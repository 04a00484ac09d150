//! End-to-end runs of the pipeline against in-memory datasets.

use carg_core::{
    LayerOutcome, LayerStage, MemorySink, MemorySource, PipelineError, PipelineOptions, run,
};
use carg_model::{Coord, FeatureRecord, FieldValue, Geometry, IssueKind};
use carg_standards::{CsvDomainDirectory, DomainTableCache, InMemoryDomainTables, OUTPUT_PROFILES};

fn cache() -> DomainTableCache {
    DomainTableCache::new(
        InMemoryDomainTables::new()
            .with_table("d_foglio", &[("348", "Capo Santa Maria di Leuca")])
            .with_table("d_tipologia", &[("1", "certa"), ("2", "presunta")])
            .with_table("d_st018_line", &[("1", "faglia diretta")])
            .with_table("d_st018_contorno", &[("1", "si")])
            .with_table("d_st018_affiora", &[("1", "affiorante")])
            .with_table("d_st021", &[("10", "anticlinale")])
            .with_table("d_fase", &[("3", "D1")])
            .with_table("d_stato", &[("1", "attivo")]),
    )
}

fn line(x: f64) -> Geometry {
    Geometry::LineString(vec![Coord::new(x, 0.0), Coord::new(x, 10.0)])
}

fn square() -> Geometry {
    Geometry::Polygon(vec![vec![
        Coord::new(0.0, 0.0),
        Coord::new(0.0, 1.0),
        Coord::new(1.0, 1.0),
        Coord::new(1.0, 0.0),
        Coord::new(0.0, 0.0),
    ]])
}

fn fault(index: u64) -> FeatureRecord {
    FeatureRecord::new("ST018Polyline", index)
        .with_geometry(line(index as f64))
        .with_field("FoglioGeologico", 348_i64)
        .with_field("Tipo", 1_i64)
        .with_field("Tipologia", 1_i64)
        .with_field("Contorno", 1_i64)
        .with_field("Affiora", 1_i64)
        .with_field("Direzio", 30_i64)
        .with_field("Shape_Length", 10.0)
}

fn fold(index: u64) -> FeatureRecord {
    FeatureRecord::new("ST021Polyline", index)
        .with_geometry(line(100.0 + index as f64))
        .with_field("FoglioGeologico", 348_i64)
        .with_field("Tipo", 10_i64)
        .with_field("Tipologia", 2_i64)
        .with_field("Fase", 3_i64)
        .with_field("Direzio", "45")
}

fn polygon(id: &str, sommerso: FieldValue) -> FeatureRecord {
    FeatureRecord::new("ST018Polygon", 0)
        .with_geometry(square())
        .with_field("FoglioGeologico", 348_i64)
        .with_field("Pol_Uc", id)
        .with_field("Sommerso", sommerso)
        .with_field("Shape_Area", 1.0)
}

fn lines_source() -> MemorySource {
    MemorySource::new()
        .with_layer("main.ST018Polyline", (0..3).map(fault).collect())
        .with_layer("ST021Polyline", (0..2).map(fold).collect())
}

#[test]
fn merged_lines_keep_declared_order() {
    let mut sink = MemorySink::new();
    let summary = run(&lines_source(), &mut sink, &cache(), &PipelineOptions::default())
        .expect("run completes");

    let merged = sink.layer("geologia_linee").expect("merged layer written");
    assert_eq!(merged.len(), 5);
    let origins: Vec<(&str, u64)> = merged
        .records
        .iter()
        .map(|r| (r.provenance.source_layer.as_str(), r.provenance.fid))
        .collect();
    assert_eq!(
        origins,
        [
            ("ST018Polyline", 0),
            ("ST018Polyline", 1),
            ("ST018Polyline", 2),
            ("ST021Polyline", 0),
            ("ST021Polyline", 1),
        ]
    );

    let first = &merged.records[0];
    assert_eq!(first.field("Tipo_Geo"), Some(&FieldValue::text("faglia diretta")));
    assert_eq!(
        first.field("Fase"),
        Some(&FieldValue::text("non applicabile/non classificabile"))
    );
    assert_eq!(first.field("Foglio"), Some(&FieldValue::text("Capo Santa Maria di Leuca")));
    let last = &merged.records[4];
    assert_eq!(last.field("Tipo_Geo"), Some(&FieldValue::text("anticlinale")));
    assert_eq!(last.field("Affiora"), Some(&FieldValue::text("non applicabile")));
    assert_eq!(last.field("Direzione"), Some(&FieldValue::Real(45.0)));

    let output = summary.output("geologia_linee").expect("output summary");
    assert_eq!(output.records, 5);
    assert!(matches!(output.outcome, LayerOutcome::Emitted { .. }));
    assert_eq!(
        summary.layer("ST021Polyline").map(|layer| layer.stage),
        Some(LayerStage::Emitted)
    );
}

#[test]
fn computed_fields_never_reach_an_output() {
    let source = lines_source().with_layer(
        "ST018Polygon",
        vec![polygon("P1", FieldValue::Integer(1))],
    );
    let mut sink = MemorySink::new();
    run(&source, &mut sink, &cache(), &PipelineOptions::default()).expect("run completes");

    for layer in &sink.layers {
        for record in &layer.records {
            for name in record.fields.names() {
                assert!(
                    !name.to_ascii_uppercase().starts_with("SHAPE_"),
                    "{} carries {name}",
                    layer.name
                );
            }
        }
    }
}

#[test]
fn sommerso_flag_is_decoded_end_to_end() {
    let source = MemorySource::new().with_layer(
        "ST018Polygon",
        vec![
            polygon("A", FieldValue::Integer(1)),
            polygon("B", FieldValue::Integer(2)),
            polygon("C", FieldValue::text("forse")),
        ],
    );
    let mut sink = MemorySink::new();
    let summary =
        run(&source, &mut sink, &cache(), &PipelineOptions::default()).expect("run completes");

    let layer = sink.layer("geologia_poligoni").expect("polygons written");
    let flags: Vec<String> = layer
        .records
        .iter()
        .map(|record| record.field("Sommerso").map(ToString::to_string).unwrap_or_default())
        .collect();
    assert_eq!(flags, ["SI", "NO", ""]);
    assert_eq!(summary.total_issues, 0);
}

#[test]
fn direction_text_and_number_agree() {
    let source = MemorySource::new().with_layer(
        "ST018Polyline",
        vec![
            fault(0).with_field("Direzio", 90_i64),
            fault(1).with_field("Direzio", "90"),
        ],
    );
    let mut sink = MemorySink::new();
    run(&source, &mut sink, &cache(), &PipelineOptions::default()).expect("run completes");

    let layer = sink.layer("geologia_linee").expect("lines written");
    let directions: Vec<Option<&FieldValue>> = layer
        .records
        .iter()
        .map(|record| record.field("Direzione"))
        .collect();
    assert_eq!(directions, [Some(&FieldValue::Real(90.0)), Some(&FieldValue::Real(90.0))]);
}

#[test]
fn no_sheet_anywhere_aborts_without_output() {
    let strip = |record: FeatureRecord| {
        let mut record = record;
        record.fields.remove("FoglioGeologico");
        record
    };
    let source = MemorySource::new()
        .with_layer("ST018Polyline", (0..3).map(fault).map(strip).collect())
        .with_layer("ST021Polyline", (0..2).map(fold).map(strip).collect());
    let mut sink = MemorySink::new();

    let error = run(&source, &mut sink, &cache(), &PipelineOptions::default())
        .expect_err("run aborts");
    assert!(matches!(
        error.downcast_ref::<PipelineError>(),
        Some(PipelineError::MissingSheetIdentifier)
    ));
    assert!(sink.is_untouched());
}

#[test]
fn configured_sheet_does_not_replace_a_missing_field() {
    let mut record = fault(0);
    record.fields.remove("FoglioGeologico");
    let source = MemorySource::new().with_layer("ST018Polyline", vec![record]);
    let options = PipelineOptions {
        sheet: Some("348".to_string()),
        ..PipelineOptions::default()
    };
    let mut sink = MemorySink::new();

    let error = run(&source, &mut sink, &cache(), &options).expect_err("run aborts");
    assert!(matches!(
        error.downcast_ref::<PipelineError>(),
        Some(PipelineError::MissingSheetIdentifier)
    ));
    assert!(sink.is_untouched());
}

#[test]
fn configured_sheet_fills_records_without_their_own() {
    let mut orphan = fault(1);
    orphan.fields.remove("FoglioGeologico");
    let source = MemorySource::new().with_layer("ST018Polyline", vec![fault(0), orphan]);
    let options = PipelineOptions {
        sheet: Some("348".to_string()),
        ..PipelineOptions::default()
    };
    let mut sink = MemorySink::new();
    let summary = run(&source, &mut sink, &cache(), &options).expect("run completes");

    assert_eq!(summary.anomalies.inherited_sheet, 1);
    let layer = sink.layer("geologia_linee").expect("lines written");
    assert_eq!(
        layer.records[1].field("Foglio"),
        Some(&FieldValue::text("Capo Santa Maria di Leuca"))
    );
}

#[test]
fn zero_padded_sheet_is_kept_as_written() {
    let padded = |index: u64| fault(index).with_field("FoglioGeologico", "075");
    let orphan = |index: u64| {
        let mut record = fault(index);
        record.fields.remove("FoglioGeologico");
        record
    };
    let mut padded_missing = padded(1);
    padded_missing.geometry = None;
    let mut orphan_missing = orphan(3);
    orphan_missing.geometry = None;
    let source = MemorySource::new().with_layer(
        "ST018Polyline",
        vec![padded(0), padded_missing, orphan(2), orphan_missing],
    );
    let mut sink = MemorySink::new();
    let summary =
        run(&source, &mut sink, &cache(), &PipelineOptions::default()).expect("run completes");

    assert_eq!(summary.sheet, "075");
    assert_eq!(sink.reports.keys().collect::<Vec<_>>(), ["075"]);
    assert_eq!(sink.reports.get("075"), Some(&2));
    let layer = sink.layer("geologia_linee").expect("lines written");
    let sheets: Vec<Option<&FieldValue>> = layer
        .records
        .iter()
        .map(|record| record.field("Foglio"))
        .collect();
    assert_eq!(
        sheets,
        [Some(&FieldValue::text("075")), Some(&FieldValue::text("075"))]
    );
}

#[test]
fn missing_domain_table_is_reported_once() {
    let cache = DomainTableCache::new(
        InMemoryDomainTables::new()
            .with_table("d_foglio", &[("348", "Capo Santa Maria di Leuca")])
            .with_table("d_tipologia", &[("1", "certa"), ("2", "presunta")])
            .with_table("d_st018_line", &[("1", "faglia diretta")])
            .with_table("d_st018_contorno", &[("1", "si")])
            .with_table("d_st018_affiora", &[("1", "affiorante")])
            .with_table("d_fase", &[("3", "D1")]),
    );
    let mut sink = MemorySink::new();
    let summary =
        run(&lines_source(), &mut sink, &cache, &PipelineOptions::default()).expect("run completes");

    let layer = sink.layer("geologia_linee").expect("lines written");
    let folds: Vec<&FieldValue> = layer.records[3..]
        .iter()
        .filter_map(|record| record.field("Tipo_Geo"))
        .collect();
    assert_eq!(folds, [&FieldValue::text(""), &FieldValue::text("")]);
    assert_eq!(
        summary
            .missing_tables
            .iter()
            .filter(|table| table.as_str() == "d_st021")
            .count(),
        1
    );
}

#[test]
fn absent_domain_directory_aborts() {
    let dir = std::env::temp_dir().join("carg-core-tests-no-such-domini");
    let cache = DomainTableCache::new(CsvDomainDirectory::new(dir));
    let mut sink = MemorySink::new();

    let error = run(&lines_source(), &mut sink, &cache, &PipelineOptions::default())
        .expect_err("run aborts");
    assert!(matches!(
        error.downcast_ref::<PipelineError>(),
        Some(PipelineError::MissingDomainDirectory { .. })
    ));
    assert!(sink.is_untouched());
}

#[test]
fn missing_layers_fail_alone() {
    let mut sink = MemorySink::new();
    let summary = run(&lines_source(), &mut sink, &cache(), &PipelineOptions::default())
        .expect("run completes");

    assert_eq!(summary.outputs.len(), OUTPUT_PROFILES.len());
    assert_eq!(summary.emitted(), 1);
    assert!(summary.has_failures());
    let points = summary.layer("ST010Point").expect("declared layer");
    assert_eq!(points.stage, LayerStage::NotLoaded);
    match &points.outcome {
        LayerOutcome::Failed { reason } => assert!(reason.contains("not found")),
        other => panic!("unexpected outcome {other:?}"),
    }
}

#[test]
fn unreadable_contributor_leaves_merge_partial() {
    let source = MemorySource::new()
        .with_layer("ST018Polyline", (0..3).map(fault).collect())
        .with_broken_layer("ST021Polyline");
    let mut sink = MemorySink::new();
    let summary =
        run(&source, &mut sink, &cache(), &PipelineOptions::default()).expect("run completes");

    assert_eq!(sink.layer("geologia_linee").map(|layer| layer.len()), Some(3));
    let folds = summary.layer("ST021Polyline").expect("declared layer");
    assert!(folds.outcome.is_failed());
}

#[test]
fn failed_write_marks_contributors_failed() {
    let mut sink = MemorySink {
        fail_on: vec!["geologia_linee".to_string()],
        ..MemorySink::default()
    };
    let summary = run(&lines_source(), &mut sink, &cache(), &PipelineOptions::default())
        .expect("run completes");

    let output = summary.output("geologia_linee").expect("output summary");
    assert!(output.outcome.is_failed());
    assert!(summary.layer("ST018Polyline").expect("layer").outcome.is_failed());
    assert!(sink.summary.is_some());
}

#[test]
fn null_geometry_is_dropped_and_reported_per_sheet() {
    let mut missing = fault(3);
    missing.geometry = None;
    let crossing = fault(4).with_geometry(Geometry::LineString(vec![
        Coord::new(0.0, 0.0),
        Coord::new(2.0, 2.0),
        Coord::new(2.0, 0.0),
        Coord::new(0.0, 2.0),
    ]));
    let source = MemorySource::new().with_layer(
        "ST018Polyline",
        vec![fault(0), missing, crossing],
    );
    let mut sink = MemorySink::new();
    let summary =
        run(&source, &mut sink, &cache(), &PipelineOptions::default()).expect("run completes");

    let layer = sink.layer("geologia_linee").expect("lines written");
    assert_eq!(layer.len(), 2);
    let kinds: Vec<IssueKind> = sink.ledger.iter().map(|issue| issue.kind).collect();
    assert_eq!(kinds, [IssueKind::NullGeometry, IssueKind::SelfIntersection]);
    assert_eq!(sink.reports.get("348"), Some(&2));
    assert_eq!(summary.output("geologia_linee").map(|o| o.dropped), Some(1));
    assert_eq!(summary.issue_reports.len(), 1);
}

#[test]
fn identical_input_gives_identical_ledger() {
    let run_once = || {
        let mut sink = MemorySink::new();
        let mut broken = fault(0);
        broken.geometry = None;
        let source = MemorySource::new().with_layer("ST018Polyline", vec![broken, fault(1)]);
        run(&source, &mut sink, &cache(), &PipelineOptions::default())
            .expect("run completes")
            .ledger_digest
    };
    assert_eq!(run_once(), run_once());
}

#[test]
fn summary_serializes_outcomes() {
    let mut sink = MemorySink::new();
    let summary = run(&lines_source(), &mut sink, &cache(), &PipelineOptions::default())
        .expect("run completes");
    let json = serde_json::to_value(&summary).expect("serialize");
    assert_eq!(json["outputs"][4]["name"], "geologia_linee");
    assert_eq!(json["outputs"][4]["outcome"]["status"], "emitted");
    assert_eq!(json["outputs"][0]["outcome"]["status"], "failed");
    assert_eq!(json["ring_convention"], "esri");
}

—————

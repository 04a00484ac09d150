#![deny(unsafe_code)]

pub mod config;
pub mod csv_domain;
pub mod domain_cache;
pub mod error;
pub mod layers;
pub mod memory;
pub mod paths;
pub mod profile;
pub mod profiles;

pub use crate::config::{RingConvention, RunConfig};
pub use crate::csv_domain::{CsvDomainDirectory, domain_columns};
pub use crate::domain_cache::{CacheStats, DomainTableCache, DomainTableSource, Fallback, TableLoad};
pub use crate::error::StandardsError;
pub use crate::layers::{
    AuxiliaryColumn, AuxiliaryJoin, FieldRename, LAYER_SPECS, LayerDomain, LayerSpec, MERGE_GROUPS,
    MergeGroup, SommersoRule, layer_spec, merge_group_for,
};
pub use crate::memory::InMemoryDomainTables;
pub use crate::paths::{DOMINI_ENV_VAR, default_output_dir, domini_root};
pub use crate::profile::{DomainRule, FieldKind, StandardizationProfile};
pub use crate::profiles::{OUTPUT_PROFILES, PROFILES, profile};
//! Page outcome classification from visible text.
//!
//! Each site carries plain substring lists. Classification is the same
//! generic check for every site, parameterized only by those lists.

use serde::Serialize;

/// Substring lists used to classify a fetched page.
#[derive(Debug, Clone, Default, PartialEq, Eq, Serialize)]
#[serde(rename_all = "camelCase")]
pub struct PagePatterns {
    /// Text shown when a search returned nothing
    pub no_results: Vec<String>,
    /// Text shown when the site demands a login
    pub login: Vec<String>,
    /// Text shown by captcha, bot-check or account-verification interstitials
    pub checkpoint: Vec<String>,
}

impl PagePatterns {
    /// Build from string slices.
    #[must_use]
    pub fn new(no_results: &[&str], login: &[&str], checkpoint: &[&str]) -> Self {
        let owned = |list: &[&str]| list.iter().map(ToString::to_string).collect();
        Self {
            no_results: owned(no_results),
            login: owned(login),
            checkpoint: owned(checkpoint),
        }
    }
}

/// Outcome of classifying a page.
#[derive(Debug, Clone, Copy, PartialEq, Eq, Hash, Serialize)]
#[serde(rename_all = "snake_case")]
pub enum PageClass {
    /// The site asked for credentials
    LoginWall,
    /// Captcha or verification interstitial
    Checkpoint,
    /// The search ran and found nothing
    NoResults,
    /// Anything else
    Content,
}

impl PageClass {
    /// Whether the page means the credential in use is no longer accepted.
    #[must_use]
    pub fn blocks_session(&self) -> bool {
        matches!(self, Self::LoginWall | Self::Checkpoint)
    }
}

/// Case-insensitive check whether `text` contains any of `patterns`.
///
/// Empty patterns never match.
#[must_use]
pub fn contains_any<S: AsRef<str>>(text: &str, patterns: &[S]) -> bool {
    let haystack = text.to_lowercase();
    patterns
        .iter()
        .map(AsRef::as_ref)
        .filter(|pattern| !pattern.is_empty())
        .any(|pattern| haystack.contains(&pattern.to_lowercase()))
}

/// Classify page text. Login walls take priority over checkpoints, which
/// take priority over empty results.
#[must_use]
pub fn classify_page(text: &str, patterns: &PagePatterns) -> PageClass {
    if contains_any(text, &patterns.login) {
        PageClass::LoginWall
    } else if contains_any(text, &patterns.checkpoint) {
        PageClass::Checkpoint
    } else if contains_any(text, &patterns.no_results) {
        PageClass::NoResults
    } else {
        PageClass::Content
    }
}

—————

- **TASK GOAL**:
Copy every single line of the material above that holds "owned".

- **RESPONSE TO THE EXERCISE**:
        let owned = |list: &[&str]| list.iter().map(ToString::to_string).collect();
            no_results: owned(no_results),
            login: owned(login),
            checkpoint: owned(checkpoint),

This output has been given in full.